[Stored data entries]
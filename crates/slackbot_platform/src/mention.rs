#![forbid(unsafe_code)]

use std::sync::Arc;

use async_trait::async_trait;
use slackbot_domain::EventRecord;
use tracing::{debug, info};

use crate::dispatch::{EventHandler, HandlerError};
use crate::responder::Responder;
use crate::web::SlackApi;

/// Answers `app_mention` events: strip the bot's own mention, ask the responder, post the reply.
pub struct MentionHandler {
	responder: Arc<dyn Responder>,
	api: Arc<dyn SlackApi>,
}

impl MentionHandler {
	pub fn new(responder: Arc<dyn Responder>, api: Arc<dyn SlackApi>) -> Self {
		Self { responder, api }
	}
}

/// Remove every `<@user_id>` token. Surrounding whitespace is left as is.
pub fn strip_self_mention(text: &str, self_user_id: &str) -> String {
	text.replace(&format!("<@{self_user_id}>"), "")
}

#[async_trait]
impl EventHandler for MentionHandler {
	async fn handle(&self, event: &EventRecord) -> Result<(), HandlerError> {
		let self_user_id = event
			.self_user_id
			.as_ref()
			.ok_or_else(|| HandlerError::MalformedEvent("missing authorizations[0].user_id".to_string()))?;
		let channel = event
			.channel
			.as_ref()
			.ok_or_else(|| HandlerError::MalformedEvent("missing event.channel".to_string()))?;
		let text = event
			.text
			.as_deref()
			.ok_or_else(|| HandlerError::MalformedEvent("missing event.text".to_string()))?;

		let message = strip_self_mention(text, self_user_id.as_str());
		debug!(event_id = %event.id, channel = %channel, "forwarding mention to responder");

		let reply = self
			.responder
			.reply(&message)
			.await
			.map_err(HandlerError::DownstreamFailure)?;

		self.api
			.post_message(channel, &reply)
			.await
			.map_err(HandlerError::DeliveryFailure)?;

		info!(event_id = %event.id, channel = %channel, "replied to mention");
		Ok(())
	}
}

What you are asked to do. How many lines of the data include the word "responder"? Reply with the number and nothing else.

The completed task. 7